More indifference to such cases will only increase the likelihood that they will become commonplace and will be tolerated by society in the future. For us Roma, that idea is alarming!
The gravity of the situation requires the leading representatives of this country actually begin concerning themselves with human rights and that they ensure the safety of us Roma and our families. The leaders must ensure us access to education, jobs, housing and a dignified civic life.
To be a Romani person in the Czech Republic today means being a second-class citizen whose life is worthless. Where have our humanity, our solidarity, and all the other basic elements of our democracy disappeared to?
In our opinion, all human life is of the same value. What is not mine does not belong to me and I cannot make decisions about it.
The life of the young man who died in that restaurant did not belong either to the "kickboxers" who were there or to the police officers. Nobody can own the life of another human being.
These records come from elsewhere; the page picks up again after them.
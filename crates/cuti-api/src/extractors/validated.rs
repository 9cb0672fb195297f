//! Extractors that deserialize and then validate the payload.
//!
//! Every violated rule is reported, ordered by field name. Decoding failures
//! (bad JSON, wrong types, unknown enum values) become a single validation
//! message.

use axum::Json;
use axum::extract::{FromRequest, FromRequestParts, Query, Request};
use axum::http::request::Parts;
use serde::de::DeserializeOwned;
use validator::{Validate, ValidationErrors};

use cuti_core::error::AppError;

use crate::error::ApiError;

const MALFORMED: &str = "Data tidak valid";

/// JSON body that passed `Validate`.
#[derive(Debug, Clone)]
pub struct ValidatedJson<T>(pub T);

/// Query string that passed `Validate`.
#[derive(Debug, Clone)]
pub struct ValidatedQuery<T>(pub T);

impl<S, T> FromRequest<S> for ValidatedJson<T>
where
    T: DeserializeOwned + Validate,
    S: Send + Sync,
{
    type Rejection = ApiError;

    async fn from_request(req: Request, state: &S) -> Result<Self, Self::Rejection> {
        let Json(value) = Json::<T>::from_request(req, state)
            .await
            .map_err(|rejection| {
                AppError::validation(format!("{MALFORMED}: {}", rejection.body_text()))
            })?;

        value.validate().map_err(into_app_error)?;
        Ok(Self(value))
    }
}

impl<S, T> FromRequestParts<S> for ValidatedQuery<T>
where
    T: DeserializeOwned + Validate,
    S: Send + Sync,
{
    type Rejection = ApiError;

    async fn from_request_parts(parts: &mut Parts, state: &S) -> Result<Self, Self::Rejection> {
        let Query(value) = Query::<T>::from_request_parts(parts, state)
            .await
            .map_err(|rejection| {
                AppError::validation(format!("{MALFORMED}: {}", rejection.body_text()))
            })?;

        value.validate().map_err(into_app_error)?;
        Ok(Self(value))
    }
}

/// Flattens field and struct-level errors into their messages.
pub fn flatten_errors(errors: &ValidationErrors) -> Vec<String> {
    let mut fields: Vec<_> = errors.field_errors().into_iter().collect();
    fields.sort_by(|a, b| a.0.cmp(&b.0));

    fields
        .into_iter()
        .flat_map(|(field, errs)| {
            errs.iter().map(move |e| match &e.message {
                Some(message) => message.to_string(),
                None => format!("{field} tidak valid"),
            })
        })
        .collect()
}

fn into_app_error(errors: ValidationErrors) -> ApiError {
    AppError::validation_fields(flatten_errors(&errors)).into()
}
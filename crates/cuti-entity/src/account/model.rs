//! Account entity model.

use chrono::{DateTime, Utc};
use serde::{Deserialize, Serialize};
use sqlx::FromRow;
use uuid::Uuid;

use super::role::AccountRole;

/// A registered account joined with the name and email of its department.
#[derive(Debug, Clone, Serialize, Deserialize, FromRow)]
pub struct Account {
    /// Unique, immutable login name.
    pub username: String,
    /// Person name, letters and spaces only.
    pub name: String,
    /// Unique email address.
    pub email: String,
    /// Argon2 password hash.
    #[serde(skip_serializing)]
    pub password_hash: String,
    /// Instant after which the password no longer verifies.
    #[serde(skip_serializing)]
    pub password_expired_at: DateTime<Utc>,
    /// Login gate; inactive accounts cannot log in.
    pub flag_active: bool,
    /// RBAC role.
    pub role: AccountRole,
    /// Owning department.
    pub department_id: Uuid,
    /// Department name (joined).
    pub department_name: String,
    /// Department email (joined).
    pub department_email: String,
    /// When the account was created.
    pub created_at: DateTime<Utc>,
    /// When the account was last updated.
    pub updated_at: DateTime<Utc>,
}

impl Account {
    /// Check if the account may attempt to log in.
    pub fn can_login(&self) -> bool {
        self.flag_active
    }

    /// Check if this account has admin privileges.
    pub fn is_admin(&self) -> bool {
        self.role.is_admin()
    }
}

/// Data required to create a new account.
#[derive(Debug, Clone, Serialize, Deserialize)]
pub struct CreateAccount {
    /// Desired username.
    pub username: String,
    /// Person name.
    pub name: String,
    /// Email address.
    pub email: String,
    /// Pre-hashed password.
    pub password_hash: String,
    /// Expiry of the pre-hashed password.
    pub password_expired_at: DateTime<Utc>,
    /// Initial login gate.
    pub flag_active: bool,
    /// Assigned role.
    pub role: AccountRole,
    /// Owning department.
    pub department_id: Uuid,
}

/// A replacement credential, always stored together with its expiry.
#[derive(Debug, Clone, Serialize, Deserialize)]
pub struct NewCredential {
    /// Argon2 password hash.
    pub password_hash: String,
    /// Expiry of the hash.
    pub password_expired_at: DateTime<Utc>,
}

/// Partial update; `None` leaves the column untouched.
#[derive(Debug, Clone, Default, Serialize, Deserialize)]
pub struct UpdateAccount {
    /// New person name.
    pub name: Option<String>,
    /// New department.
    pub department_id: Option<Uuid>,
    /// New role.
    pub role: Option<AccountRole>,
    /// New login gate.
    pub flag_active: Option<bool>,
    /// New password.
    pub credential: Option<NewCredential>,
}

/// Filters for account search, AND-combined.
#[derive(Debug, Clone, Default, Serialize, Deserialize)]
pub struct AccountFilter {
    /// Case-insensitive substring of the name.
    pub name: Option<String>,
    /// Case-insensitive substring of the email.
    pub email: Option<String>,
    /// Exact role.
    pub role: Option<AccountRole>,
    /// Exact login gate.
    pub flag_active: Option<bool>,
}
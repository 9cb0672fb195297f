//! # cuti-auth
//!
//! Authentication and authorization primitives for Cuti.
//!
//! ## Modules
//!
//! - `password` — Argon2id credential codec with expiry, and the password policy
//! - `jwt` — bearer token claims, issuing and verification
//! - `rbac` — role-to-permission mapping and enforcement

pub mod jwt;
pub mod password;
pub mod rbac;

pub use jwt::{Claims, JwtDecoder, JwtEncoder};
pub use password::{PasswordHasher, PasswordPolicy};
pub use rbac::{Permission, RbacEnforcer, RbacPolicies};
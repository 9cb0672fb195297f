//! Core type definitions used across the Cuti workspace.

pub mod pagination;

pub use pagination::{PageRequest, PageResponse, Paging};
It's all the same whether he was a drug addict, or whether he had a job or not. Somebody deprived that young man of his life, or contributed to his loss of life.
Whoever caused this should bear responsibility, and if the culprit is a friend or a member of the security forces, that should not play any role in holding that person accountable. We Roma are peacefully standing up in defense of our fundamental human rights, the right to life and to security for ourselves and our children.
We express our sincere condolences to the entire family of the deceased! All of the Romani people of Ostrava mourn the death of your son with you.